Stored data
- - - - - - -

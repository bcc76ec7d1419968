//! Tokenizer for formula code.

use super::FormulaError;

#[derive(Debug, Clone, PartialEq)]
pub enum Token {
    Number(f64),
    Text(String),
    Ident(String),
    Plus,
    Minus,
    Star,
    Slash,
    Percent,
    LParen,
    RParen,
    LBracket,
    RBracket,
    Comma,
    Assign,
    EqEq,
    NotEq,
    Lt,
    Le,
    Gt,
    Ge,
    /// Statement separator: newline or `;`.
    End,
    Eof,
}

#[derive(Debug, Clone, PartialEq)]
pub struct Spanned {
    pub token: Token,
    pub line: usize,
}

pub fn tokenize(code: &str) -> Result<Vec<Spanned>, FormulaError> {
    let mut tokens = Vec::new();
    let mut chars = code.chars().peekable();
    let mut line = 1;

    while let Some(&c) = chars.peek() {
        let token = match c {
            '\n' | ';' => {
                chars.next();
                let token = Token::End;
                tokens.push(Spanned { token, line });
                if c == '\n' {
                    line += 1;
                }
                continue;
            }
            c if c.is_whitespace() => {
                chars.next();
                continue;
            }
            '#' => {
                while chars.peek().is_some_and(|c| *c != '\n') {
                    chars.next();
                }
                continue;
            }
            '0'..='9' | '.' => {
                let mut literal = String::new();
                while let Some(&d) = chars.peek() {
                    if d.is_ascii_digit() || d == '.' || d == '_' {
                        if d != '_' {
                            literal.push(d);
                        }
                        chars.next();
                    } else {
                        break;
                    }
                }
                let value = literal
                    .parse::<f64>()
                    .map_err(|_| FormulaError::syntax(line, format!("bad number '{literal}'")))?;
                Token::Number(value)
            }
            '"' => {
                chars.next();
                let mut text = String::new();
                loop {
                    match chars.next() {
                        Some('"') => break,
                        Some('\\') => match chars.next() {
                            Some('n') => text.push('\n'),
                            Some(other) => text.push(other),
                            None => return Err(FormulaError::syntax(line, "unterminated string")),
                        },
                        Some('\n') | None => {
                            return Err(FormulaError::syntax(line, "unterminated string"));
                        }
                        Some(other) => text.push(other),
                    }
                }
                Token::Text(text)
            }
            c if c.is_alphabetic() || c == '_' => {
                let mut ident = String::new();
                while let Some(&d) = chars.peek() {
                    if d.is_alphanumeric() || d == '_' {
                        ident.push(d);
                        chars.next();
                    } else {
                        break;
                    }
                }
                Token::Ident(ident)
            }
            _ => {
                chars.next();
                let next_is_eq = chars.peek() == Some(&'=');
                let (token, two_chars) = match (c, next_is_eq) {
                    ('+', _) => (Token::Plus, false),
                    ('-', _) => (Token::Minus, false),
                    ('*', _) => (Token::Star, false),
                    ('/', _) => (Token::Slash, false),
                    ('%', _) => (Token::Percent, false),
                    ('(', _) => (Token::LParen, false),
                    (')', _) => (Token::RParen, false),
                    ('[', _) => (Token::LBracket, false),
                    (']', _) => (Token::RBracket, false),
                    (',', _) => (Token::Comma, false),
                    ('=', true) => (Token::EqEq, true),
                    ('=', false) => (Token::Assign, false),
                    ('!', true) => (Token::NotEq, true),
                    ('<', true) => (Token::Le, true),
                    ('<', false) => (Token::Lt, false),
                    ('>', true) => (Token::Ge, true),
                    ('>', false) => (Token::Gt, false),
                    (other, _) => {
                        return Err(FormulaError::syntax(line, format!("unexpected character '{other}'")));
                    }
                };
                if two_chars {
                    chars.next();
                }
                token
            }
        };
        tokens.push(Spanned { token, line });
    }

    tokens.push(Spanned {
        token: Token::Eof,
        line,
    });
    Ok(tokens)
}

- - - - - - -

The lines above that hold the word "return" should be found and copied out.

                            None => return Err(FormulaError::syntax(line, "unterminated string")),
                            return Err(FormulaError::syntax(line, "unterminated string"));
                        return Err(FormulaError::syntax(line, format!("unexpected character '{other}'")));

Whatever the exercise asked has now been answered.